**What the task asks**
Scan the records for the word "points". Copy each line that includes it.

**Materials provided**

use crate::detect::{check_input, threshold, Prediction, Scorer, ScoringError};

/// A column of values for simple moment statistics.
pub struct Series {
    values: Vec<f64>,
}

impl Series {
    pub fn new(values: Vec<f64>) -> Self {
        Self { values }
    }

    pub fn len(&self) -> usize {
        self.values.len()
    }

    pub fn is_empty(&self) -> bool {
        self.values.is_empty()
    }

    pub fn mean(&self) -> f64 {
        if self.values.is_empty() {
            return 0.0;
        }
        let n = self.values.len() as f64;
        let sum: f64 = self.values.iter().sum();
        if sum.is_finite() {
            sum / n
        } else {
            // Sum overflowed; scale first.
            self.values.iter().map(|&x| x / n).sum()
        }
    }

    pub fn variance(&self) -> f64 {
        if self.values.is_empty() {
            return 0.0;
        }
        let mean = self.mean();
        let sum_sq_diff: f64 = self.values.iter().map(|&x| (x - mean).powi(2)).sum();
        sum_sq_diff / self.values.len() as f64
    }

    pub fn std_dev(&self) -> f64 {
        self.variance().sqrt()
    }

    /// Z = (value - mean) / std_dev. A constant series gives 0 for every value.
    pub fn z_score(&self, value: f64) -> f64 {
        standardize(value, self.mean(), self.std_dev())
    }

    /// Z-score of every value in the series, with the moments computed once.
    pub fn z_scores(&self) -> Vec<f64> {
        let mean = self.mean();
        let std = self.std_dev();
        self.values.iter().map(|&v| standardize(v, mean, std)).collect()
    }
}

fn standardize(value: f64, mean: f64, std: f64) -> f64 {
    if std == 0.0 {
        return 0.0;
    }
    (value - mean) / std
}

/// Scores each point by its largest absolute per-feature z-score.
///
/// A drop-in alternative to the forest for quick, seed-independent runs.
#[derive(Debug, Clone, Default)]
pub struct ZScoreScorer;

impl Scorer for ZScoreScorer {
    fn name(&self) -> &str {
        "z_score"
    }

    fn score(
        &self,
        points: &[(f64, f64)],
        contamination: f64,
        _seed: u64,
    ) -> Result<Vec<Prediction>, ScoringError> {
        check_input(points, contamination)?;
        let xs = Series::new(points.iter().map(|p| p.0).collect());
        let ys = Series::new(points.iter().map(|p| p.1).collect());

        // Negate so that, as with the forest, lower means more anomalous.
        let normality: Vec<f64> = xs
            .z_scores()
            .into_iter()
            .zip(ys.z_scores())
            .map(|(zx, zy)| -zx.abs().max(zy.abs()))
            .collect();
        Ok(threshold(&normality, contamination))
    }
}
//! Anomalyscope -- interactive CSV outlier review.
//!
//! Upload a CSV, pick two numeric columns and an expected outlier rate, and
//! an Isolation Forest flags the atypical rows. The crate provides the
//! ingestion, scoring, reporting and web layers; the binary wraps them in a
//! server and an offline `analyze` command.

pub mod api;
pub mod config;
pub mod detect;
pub mod ingest;
pub mod pipeline;
pub mod report;

use anyhow::{Context, Result};

/// Start the web UI: build state from `config` and serve until shutdown.
pub async fn serve(config: config::Config) -> Result<()> {
    let addr: std::net::SocketAddr = config
        .server
        .bind
        .parse()
        .with_context(|| format!("invalid bind address: {}", config.server.bind))?;

    let state = api::state::AppState::new(config);
    let app = api::router(state);

    tracing::info!(%addr, "anomalyscope listening");
    let listener = tokio::net::TcpListener::bind(addr)
        .await
        .with_context(|| format!("failed to bind {}", addr))?;
    axum::serve(listener, app).await?;

    Ok(())
}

**Response area**
        points: &[(f64, f64)],
        check_input(points, contamination)?;
        let xs = Series::new(points.iter().map(|p| p.0).collect());
        let ys = Series::new(points.iter().map(|p| p.1).collect());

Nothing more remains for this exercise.